Юлия: Центром мироздания для нее были работа и сын. Никогда она не променяла бы Женю ни на кого. И не связалась бы с мужчиной, у которого не сложились отношения с сыном. Слышала от нее: «Сегодня Женя во столько-то придет, надо бежать домой, супчик ему сварить, котлетки пожарить... Смотри, какая рубашка красивая, надо Женьке купить!» Любила сына, обожала заботиться о нем.
Евгений: Ничто не предвещало беды, как говорится. Иногда мама жаловалась на повышенное давление, боли в сердце. Пошла к врачу, тот сказал: «Обычное переутомление, надо отдохнуть». Буквально через пару дней я слег с тяжелейшим отравлением, Мася четыре дня тряслась надо мной, успевая только померить себе давление. Вспоминаю это с комом в горле...
А еще через несколько дней, восемнадцатого апреля, я пришел с подработки, а мамы больше нет. Мне трудно говорить об этом. До сих пор не могу зайти в Масину комнату. Дома вообще тяжело находиться, любая ее фотография вызывает слезы. Не знаю, сколько должно пройти времени, чтобы я мог говорить об этом спокойно.
Зина прилетела на мамины похороны из Голландии, где изучает графический дизайн. Обняла меня при встрече. Остановилась она в гостинице, а не в нашей с мамой квартире. Просто, без объяснений сказала: «Мне так удобно». Впрочем, это ее личное дело.

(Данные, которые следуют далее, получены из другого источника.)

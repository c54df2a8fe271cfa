//! UI view modules — pure rendering functions.
//!
//! Each submodule renders one screen. Views read from [`AppState`] and send
//! [`UiEvent`]s on user interaction. No async, no timers.
//!
//! [`AppState`]: crate::state::AppState
//! [`UiEvent`]: crate::events::UiEvent

pub mod success;
pub mod swap;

На похороны сестра надела темные очки и платок. Плакала или нет, не знаю. Я мало что помню, все происходящее воспринимал как во сне, был раздавлен, почти убит.
На следующий день Зина приехала в нашу с мамой квартиру. Вдруг задала вопрос, который поставил меня в тупик: «Женя, почему ты такой грустный, что случилось?» Я напомнил ей, что вообще-то вчера похоронил маму. Нашу маму.
Почти с порога Зина принялась фотографировать на телефон мамины украшения, каждое колечко и цепочку, и висевшие на стене картины, и фотографии Евстигнеева, и коллекцию кукол, и мебель... Взгляд холодно-деловой, оценивающий. Думаете, может быть, снимала на память о маме? Нет, это была в чистом виде опись имущества перед судебным процессом. Потому что на следующий день ее папа (точнее — наш папа, но я его отцом не называл и не считаю) прислал письмо — деловое, хлесткое, жесткое... Никаких соболезнований. Он обрисовал свои планы насчет раздела имущества.
Я спросил Зину: «Тебе не кажется, что это некорректно по отношению к маминой памяти — делить имущество, когда еще не прошло даже девяти дней после ее смерти? Если умершие, как считается, видят с небес все, что происходит с их родными, представляю, как больно маминой душе!»